For P. tritici-repentis disease evaluation, the AL population and parents were screened with race 2 isolates 86–124 and L13-35, which produce ToxA, and the race 5 isolate DW5 which produces Ptr ToxB. The LD5B population was screened with 86–124. Isolates were grown on V8-potato dextrose agar (Difco PDA; Becton, Dickinson and Company, Sparks, MD) plates for 5–7 d in the dark, and inoculum was prepared as described in Lamari and Bernier (1989) and Ali et al. (2010). Parents and the RIL population were planted in a completely randomized design consisting of three replicates separated by time for conidial inoculations. Each replicate consisted of a single cone per line with three plants per cone placed in racks of 98 cones. The tan spot-susceptible wheat variety “Jerry” was planted in the borders of each rack to reduce edge effects. Plants were inoculated until runoff at the two- to three-leaf stage with 3000 spores per ml and two drops of Tween 20 (polyoxyethylene sorbitan monolaurate; J.T. Baker Chemical Co., Phillipsburg, NJ) per 100 ml of inoculum. Inoculated plants were placed in a mist chamber with 100% relative humidity at 21° for 24 hr, and then moved to a growth chamber for 6 d of incubation at 21° under a 12 hr photoperiod. Inoculated plants were rated using a 1–5 lesion type scale (Lamari and Bernier 1989) at 7 d postinoculation, where one is resistant and five is susceptible.

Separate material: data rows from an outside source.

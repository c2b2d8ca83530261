//! Market-share decomposition and competitor attribution

pub mod attribution;
pub mod decompose;

pub use attribution::{
    attribute, attribution_shares, AttributionConfig, AttributionRecord, CompetitorCluster,
    DEFAULT_COMPETITOR_SHARES, DEFAULT_SPECIALTY_BOOST,
};
pub use decompose::{decompose, MarketShareSnapshot};
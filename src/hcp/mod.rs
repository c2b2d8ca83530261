//! HCP input records and batch loading

mod data;
pub mod loader;

pub use data::{wallet_signal_column, Channel, ChannelObservation, HcpBatch, HcpRecord};
pub use loader::{load_hcps, load_hcps_from_reader, InputColumns};
//! End-to-end runs over CSV input and on-disk model files

use approx::assert_relative_eq;
use hcp_engine::{
    hcp::InputColumns,
    load_hcps, load_hcps_from_reader,
    market::{attribute, decompose, AttributionConfig, CompetitorCluster},
    output::write_csv,
    scoring::{AlignmentPolicy, SlotReport},
    Channel, Engine, EngineConfig, EngineError, ModelKey, ModelRegistry, NgdClass, Outcome,
    Product, Segment,
};
use std::fs;
use std::path::Path;

const INPUT: &str = "\
id,specialty,ibsa_volume_trx,ibsa_share_pct_trx,ibsa_volume_nrx,ibsa_share_pct_nrx,tenure_years,calls_90d,samples_90d
1001,Endocrinology,25,50,6,30,4,10,2
1002,Family Medicine,40,0,9,,1,2,0
1003,Rheumatology,100,200,12,-5,8,20,5
1004,Physical Medicine & Rehab,18,12.5,3,10,2,6,1
1005,Pediatrics,0,35,0,0,0,0,0
";

fn write_models(dir: &Path) {
    let models = [
        (
            "tirosint_call_success",
            r#"{"kind": "logistic", "weights": [0.1, 0.2, 0.3], "intercept": -1.0}"#,
        ),
        (
            "flector_call_success",
            r#"{"kind": "logistic", "weights": [0.05, 0.1, 0.1], "intercept": -0.5}"#,
        ),
        (
            "tirosint_prescription_lift",
            r#"{"kind": "linear", "weights": [0.5, 0.4, 0.2], "intercept": 0.0}"#,
        ),
        (
            "flector_prescription_lift",
            r#"{"kind": "linear", "weights": [0.1, 0.2, 0.3], "intercept": 1.0}"#,
        ),
        (
            "tirosint_ngd_category",
            r#"{"kind": "logistic", "weights": [0.0, 0.05, 0.0], "intercept": 0.0}"#,
        ),
        (
            "tirosint_wallet_share_growth",
            r#"{"kind": "linear", "weights": [0.1, 0.0, 0.0], "intercept": 0.2}"#,
        ),
        (
            "flector_wallet_share_growth",
            r#"{"kind": "linear", "weights": [0.0, 0.05, 0.0], "intercept": 0.1}"#,
        ),
        // wrong width: four inputs against a three-column batch
        ("licart_wallet_share_growth", r#"{"kind": "linear", "weights": [1.0, 1.0, 1.0, 1.0]}"#),
        // corrupt file
        ("licart_call_success", "{ this is not json"),
    ];
    for (stem, body) in models {
        fs::write(dir.join(format!("{stem}.json")), body).unwrap();
    }
}

fn run_to_string(config: EngineConfig, models: &Path) -> String {
    let batch = load_hcps_from_reader(INPUT.as_bytes(), &config.input).unwrap();
    let engine = Engine::new(config, ModelRegistry::load_dir(models));
    let result = engine.run(&batch);
    let mut buf = Vec::new();
    write_csv(&result, &mut buf).unwrap();
    String::from_utf8(buf).unwrap()
}

#[test]
fn identical_input_produces_identical_output() {
    let dir = tempfile::tempdir().unwrap();
    write_models(dir.path());

    let a = run_to_string(EngineConfig::default(), dir.path());
    let b = run_to_string(EngineConfig::default(), dir.path());
    assert_eq!(a, b);

    let sequential = EngineConfig { parallel: false, ..Default::default() };
    assert_eq!(a, run_to_string(sequential, dir.path()));
}

#[test]
fn unavailable_and_mismatched_models_are_omitted() {
    let dir = tempfile::tempdir().unwrap();
    write_models(dir.path());

    let batch = load_hcps_from_reader(INPUT.as_bytes(), &InputColumns::default()).unwrap();
    assert_eq!(batch.feature_width(), 3);

    let registry = ModelRegistry::load_dir(dir.path());
    assert_eq!(registry.available_count(), 8);

    let result = Engine::new(EngineConfig::default(), registry).run(&batch);
    assert_eq!(result.report.scored_count(), 7);

    let licart_wsg = ModelKey::new(Product::Licart, Outcome::WalletShareGrowth);
    assert!(matches!(result.report.slots[&licart_wsg], SlotReport::Skipped { .. }));
    let licart_cs = ModelKey::new(Product::Licart, Outcome::CallSuccess);
    assert!(matches!(result.report.slots[&licart_cs], SlotReport::Unavailable { .. }));

    let mut buf = Vec::new();
    write_csv(&result, &mut buf).unwrap();
    let text = String::from_utf8(buf).unwrap();
    let mut lines = text.lines();
    let header: Vec<&str> = lines.next().unwrap().split(',').collect();
    assert!(header.contains(&"tirosint_call_success_prob"));
    assert!(!header.contains(&"licart_wallet_share_growth_pred"));
    assert!(!header.contains(&"licart_call_success_pred"));
    assert!(header.contains(&"segment"));
    assert_eq!(text.lines().count(), 6);

    // source columns lead, unchanged, and are not repeated
    let source: Vec<&str> = INPUT.lines().next().unwrap().split(',').collect();
    assert_eq!(&header[..source.len()], &source[..]);
    assert_eq!(header.iter().filter(|h| **h == "ibsa_volume_trx").count(), 1);
    assert_eq!(header[source.len()], "tirosint_call_success_pred");

    let first: Vec<&str> = lines.next().unwrap().split(',').collect();
    let expected = ["1001", "Endocrinology", "25", "50", "6", "30", "4", "10", "2"];
    assert_eq!(&first[..source.len()], &expected);
}

#[test]
fn lossy_alignment_scores_every_loadable_model() {
    let dir = tempfile::tempdir().unwrap();
    write_models(dir.path());
    let batch = load_hcps_from_reader(INPUT.as_bytes(), &InputColumns::default()).unwrap();
    let config = EngineConfig { alignment: AlignmentPolicy::Lossy, ..Default::default() };
    let result = Engine::new(config, ModelRegistry::load_dir(dir.path())).run(&batch);
    assert_eq!(result.report.scored_count(), 8);
}

#[test]
fn decomposition_invariants_hold_for_every_row() {
    let dir = tempfile::tempdir().unwrap();
    write_models(dir.path());
    let batch = load_hcps_from_reader(INPUT.as_bytes(), &InputColumns::default()).unwrap();
    let engine = Engine::new(EngineConfig::default(), ModelRegistry::load_dir(dir.path()));
    let result = engine.run(&batch);

    for row in &result.rows {
        for channel in Channel::ALL {
            let out = row.channel(channel);
            assert!(out.snapshot.competitor_volume >= 0.0);
            assert!(out.snapshot.total_market_volume >= out.snapshot.ibsa_volume);
            let attributed = out.attribution.total();
            let expected = out.snapshot.competitor_volume;
            assert!(
                (attributed - expected).abs() <= 1e-6 * expected.max(1.0),
                "{} {channel}: attributed {attributed} vs competitor {expected}",
                row.id
            );
            for (_, v) in out.attribution.iter() {
                assert!(v >= 0.0);
            }
        }
    }

    let first = result.rows[0].channel(Channel::Trx);
    assert_relative_eq!(first.snapshot.total_market_volume, 50.0, epsilon = 1e-9);
    assert_relative_eq!(first.snapshot.competitor_volume, 25.0, epsilon = 1e-9);

    let zero_share = result.rows[1].channel(Channel::Trx);
    assert_eq!(zero_share.snapshot.total_market_volume, 40.0);
    assert_eq!(zero_share.snapshot.competitor_volume, 0.0);

    let inconsistent = result.rows[2].channel(Channel::Trx);
    assert_relative_eq!(inconsistent.snapshot.implied_market_volume, 50.0, epsilon = 1e-9);
    assert_eq!(inconsistent.snapshot.competitor_volume, 0.0);
}

#[test]
fn conservation_over_adversarial_grid() {
    let cfg = AttributionConfig::default();
    let boosted = AttributionConfig { specialty_boost: 1e300, ..Default::default() };
    let volumes = [0.0, 0.001, 1.0, 37.0, 1e6, 1e300, 1e307, f64::MAX];
    let shares = [
        None,
        Some(-10.0),
        Some(0.0),
        Some(1e-310),
        Some(f64::MIN_POSITIVE),
        Some(0.01),
        Some(33.3),
        Some(100.0),
        Some(250.0),
    ];
    let weights = [
        [0.0, 0.0, 0.0],
        [-1.0, 2.0, 0.5],
        [1e-9, 0.0, 0.0],
        [5.0, 5.0, 5.0],
        [1e300, 1e-300, 0.0],
    ];
    let specialties = [
        "",
        "ENDOCRINOLOGY",
        "thyroid / sports / neurology",
        "Dermatology",
    ];

    for &volume in &volumes {
        for &share in &shares {
            let snap = decompose(volume, share);
            assert!(snap.implied_market_volume.is_finite(), "{volume} {share:?}");
            assert!(snap.total_market_volume.is_finite(), "{volume} {share:?}");
            assert!(snap.competitor_volume.is_finite(), "{volume} {share:?}");
            assert!(snap.competitor_volume >= 0.0);
            assert!(snap.total_market_volume >= snap.ibsa_volume);
            for &w in &weights {
                for specialty in specialties {
                    for c in [&cfg, &boosted] {
                        let r = attribute(snap.competitor_volume, w, specialty, c);
                        let total = r.total();
                        assert!(total.is_finite(), "{volume} {share:?} {w:?} {specialty}");
                        let diff = (total - snap.competitor_volume).abs();
                        assert!(
                            diff <= 1e-6 * snap.competitor_volume || diff < 1e-12,
                            "{volume} {share:?} {w:?} {specialty}: {total} vs {}",
                            snap.competitor_volume
                        );
                    }
                }
            }
        }
    }
}

#[test]
fn default_share_fallback_with_zero_weights() {
    let cfg = AttributionConfig::default();
    let r = attribute(100.0, [0.0; 3], "General Practice", &cfg);
    assert_relative_eq!(r.get(CompetitorCluster::Levothyroxine), 40.0, epsilon = 1e-9);
    assert_relative_eq!(r.get(CompetitorCluster::OralNsaid), 35.0, epsilon = 1e-9);
    assert_relative_eq!(r.get(CompetitorCluster::TopicalAnalgesic), 25.0, epsilon = 1e-9);
}

#[test]
fn scoring_path_produces_expected_labels() {
    let dir = tempfile::tempdir().unwrap();
    write_models(dir.path());
    let batch = load_hcps_from_reader(INPUT.as_bytes(), &InputColumns::default()).unwrap();
    let engine = Engine::new(EngineConfig::default(), ModelRegistry::load_dir(dir.path()));
    let result = engine.run(&batch);

    // 1003: features (8, 20, 5)
    // tirosint cs: sigmoid(0.8 + 4 + 1.5 - 1) = sigmoid(5.3)
    // flector cs: sigmoid(0.4 + 2 + 0.5 - 0.5) = sigmoid(2.4)
    // lift: (4 + 8 + 1) + (0.8 + 4 + 1.5 + 1) = 20.3
    let row = &result.rows[2];
    let expected_cs = (1.0 / (1.0 + (-5.3f64).exp()) + 1.0 / (1.0 + (-2.4f64).exp())) / 2.0;
    assert_relative_eq!(row.metrics.call_success_prob, expected_cs, epsilon = 1e-12);
    assert_relative_eq!(row.metrics.forecasted_lift, 20.3, epsilon = 1e-9);
    assert_eq!(row.assignment.segment, Segment::Champions);
    // ngd: sigmoid(0.05 * 20) = sigmoid(1.0) ≈ 0.731 -> Grower
    assert_eq!(row.metrics.ngd_classification, NgdClass::Grower);

    // 1005: all-zero features
    // cs: mean(sigmoid(-1), sigmoid(-0.5)) ≈ 0.323, lift 1.0 -> churn ≈ 0.677
    let quiet = &result.rows[4];
    assert_eq!(quiet.assignment.segment, Segment::AtRisk);
    assert_eq!(quiet.metrics.ngd_classification, NgdClass::Grower);
}

#[test]
fn missing_identifier_column_fails_before_processing() {
    let csv = "npi,specialty,ibsa_volume_trx\n1,Endo,3\n";
    let err = load_hcps_from_reader(csv.as_bytes(), &InputColumns::default()).unwrap_err();
    assert!(matches!(err, EngineError::MissingColumn { ref column } if column == "id"));
}

#[test]
fn load_from_file_path() {
    let dir = tempfile::tempdir().unwrap();
    let path = dir.path().join("hcps.csv");
    fs::write(&path, INPUT).unwrap();
    let batch = load_hcps(&path, &InputColumns::default()).unwrap();
    assert_eq!(batch.len(), 5);
    assert_eq!(batch.records[3].trx.share_pct, Some(12.5));
}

For Pa. nodorum disease evaluations, the AL population was screened with Pa. nodorum isolate Sn2000, which is known to produce ToxA (Friesen et al. 2006). Inoculum production and inoculation procedures were done as described in Liu et al. (2004a). After inoculation, plants were placed in a mist chamber with 100% relative humidity at 21° for 24 hr, and then moved to a growth chamber at 21° with a 12 hr photoperiod. Disease evaluation was carried out at 7 d after inoculation by scoring lesions on the second leaf using the 0–5 scale described by Liu et al. (2004).

Marker genotyping

The AL population and parents were genotyped using the iSelect array containing 9000 wheat single nucleotide polymorphism (SNP) markers (Cavanagh et al. 2013) as described in Faris et al. (2014). Simple sequence repeat (SSR) markers were also used to genotype the AL population and were selected from the following libraries: MAG (Xue et al. 2008), WMS (gwm) (Röder et al. 1998), WMC (Somers et al. 2004), HBG (Torada et al. 2006), CFD (Sourdille et al. 2004), and BARC (Song et al. 2005). SSR primer sets were used to amplify the parental DNA using polymerase chain reaction (PCR) conditions as outlined in Lu and Faris (2006). PCR amplifications were performed in 10 µl reactions consisting of 100 ng of DNA template, 1.5 mM MgCl2, 0.125 mM dNTPs, 4 pmol of primers, and 1 unit of Taq DNA polymerase. The PCR conditions were 94° for 4 min, followed by 35 cycles of 94° for 30 sec, the appropriate annealing temperature for 30 sec, and 72° for 1 min. The annealing temperature of each primer was obtained from the Graingenes website (http://wheat.pw.usda.gov/GG2/index.shtm). Fragments were electrophoresed on 6% polyacrylamide gels which were made using 46 ml of H2O, 6 ml 10 × TBE (Tris-borate-EDTA), 9 ml of 40% acrylamide/bis-acrylamide, 40 µl tetramethylethylenediamine (TEMED), and 350 µl of 10% ammonium persulfate. Gels were stained with GelRed (Biotium, Inc.) for 10 min and then visualized with a Typhoon 9410 variable mode imager (GE Healthcare, Waukesha, WI). Markers that revealed polymorphisms between the parents were then used to genotype the AL population.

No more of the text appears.